Bu Ayet-i Kerimeler, Allah’a yaklaşmak maksadıyla O’na kurban ibadetinin insanlıkla birlikte başladığına işaret etmektedir. Âdem’in iki oğlu Hâbil ve Kâbil’dir. O günün uygulaması gereği Kâbil, bir miktar değersiz ekin, Hâbil ise en iyi bir koç kurban ederek Allah’a sunmuşlardır. Allah, Hâbil’in kurbanını kabul etmiş, Kâbil’in kurbanını ise kabul etmemiştir.

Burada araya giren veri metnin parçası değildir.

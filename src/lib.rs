//! Hourly traffic counts from the Zurich open-data portal.
//!
//! Current implemented scope:
//! - record parsing and category mapping for the Rosengartenbrücke feed
//! - yearly payload retrieval with an expiring on-disk cache
//! - hourly completeness: gap detection with DST classification and
//!   per-year coverage statistics
//! - ISO week-53 folding for weekly comparisons, monthly coverage trend
//! - class, category and direction shares, hour x weekday profile
//! - dashboard snapshot, HTML tables and HTTP routes

mod calendar;
mod completeness;
mod dashboard;
mod observability;
mod ogd_source;
mod records;
mod summary;

pub use calendar::{
    daily_totals_by_week, days_in_month, fold_week_53, folded_weekly_averages, monthly_averages,
    weekly_averages, DailyTotal, MonthlyAverage, SuppressedPeriod, WeekKeying, WeeklyAverage,
    WeeklySuppression, FOLD_WEEK, LAST_COMPARABLE_WEEK, MIN_MONTH_COVERAGE,
};
pub use completeness::{
    analyze_gaps, completeness_percent, detect_gaps, hourly_sequence, hourly_slot_count,
    is_spring_forward_artifact, yearly_completeness, Gap, GapAnalysis, ObservedHours,
    YearlyCompleteness,
};
pub use dashboard::{
    apply_filters, build_snapshot, dashboard_router, dashboard_router_with_settings,
    demo_observations, format_number_ch, parse_weekday, render_dashboard_html, DashboardFilters,
    DashboardQuery, DashboardSnapshot, DatasetSource, InMemoryDatasetSource, SnapshotSettings,
};
pub use observability::{
    init_logging, log_app_bind, log_app_start, log_dataset_ready, log_source_selected,
    logging_config_from_env, LogFormat, LoggingConfig, LoggingInitError,
};
pub use ogd_source::{
    available_years, current_year, load_years, parse_years, yearly_payload_url, LoadedDataset,
    OgdSourceConfig, PayloadSource, SourceError, YearLoadFailure, YearlyPayload, OGD_BASE_URL,
};
pub use records::{parse_civil_timestamp, parse_ogd_csv, CategoryMap, Observation, RecordParseError};
pub use summary::{
    category_shares, class_shares, direction_totals, distinct_years, gap_summary,
    hour_weekday_profile, last_seven_days, traffic_kpis, yearly_category_shares,
    yearly_comparison, GapSummary, RecentCategory, RecentPoint, RecentWindow, ShareRow,
    TrafficKpis, WeekdayProfile, YearCategoryShare, YearComparison, RECENT_CATEGORIES,
};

Kurba, Allah’ın dininin işaretlerinden biridir. Yüce Allah, her semavî din mensupları için kurban ibadetini meşhur kılmış olduğunu şu ayette açıkça beyan etmektedir. “Kurbanlık deve sığırları da, sizin için Allah’ın (dininin) nişanelerinden (kurban) kıldık. Sizin için onlarda hayır vardır. O halde, onları saf saf sıralanmış dururken (kurban edeceğinizde) üzerlerine Allah’ın adını anın. Yanları yere yaslandığı vakit (yani canları çıktığında) onların etlerinden yiyin, kanaat edip istemeyene de, isteyene de yedirin. Böylece onları sizin emrinize verdik ki, şükredesiniz.” (Hacc, 22/36)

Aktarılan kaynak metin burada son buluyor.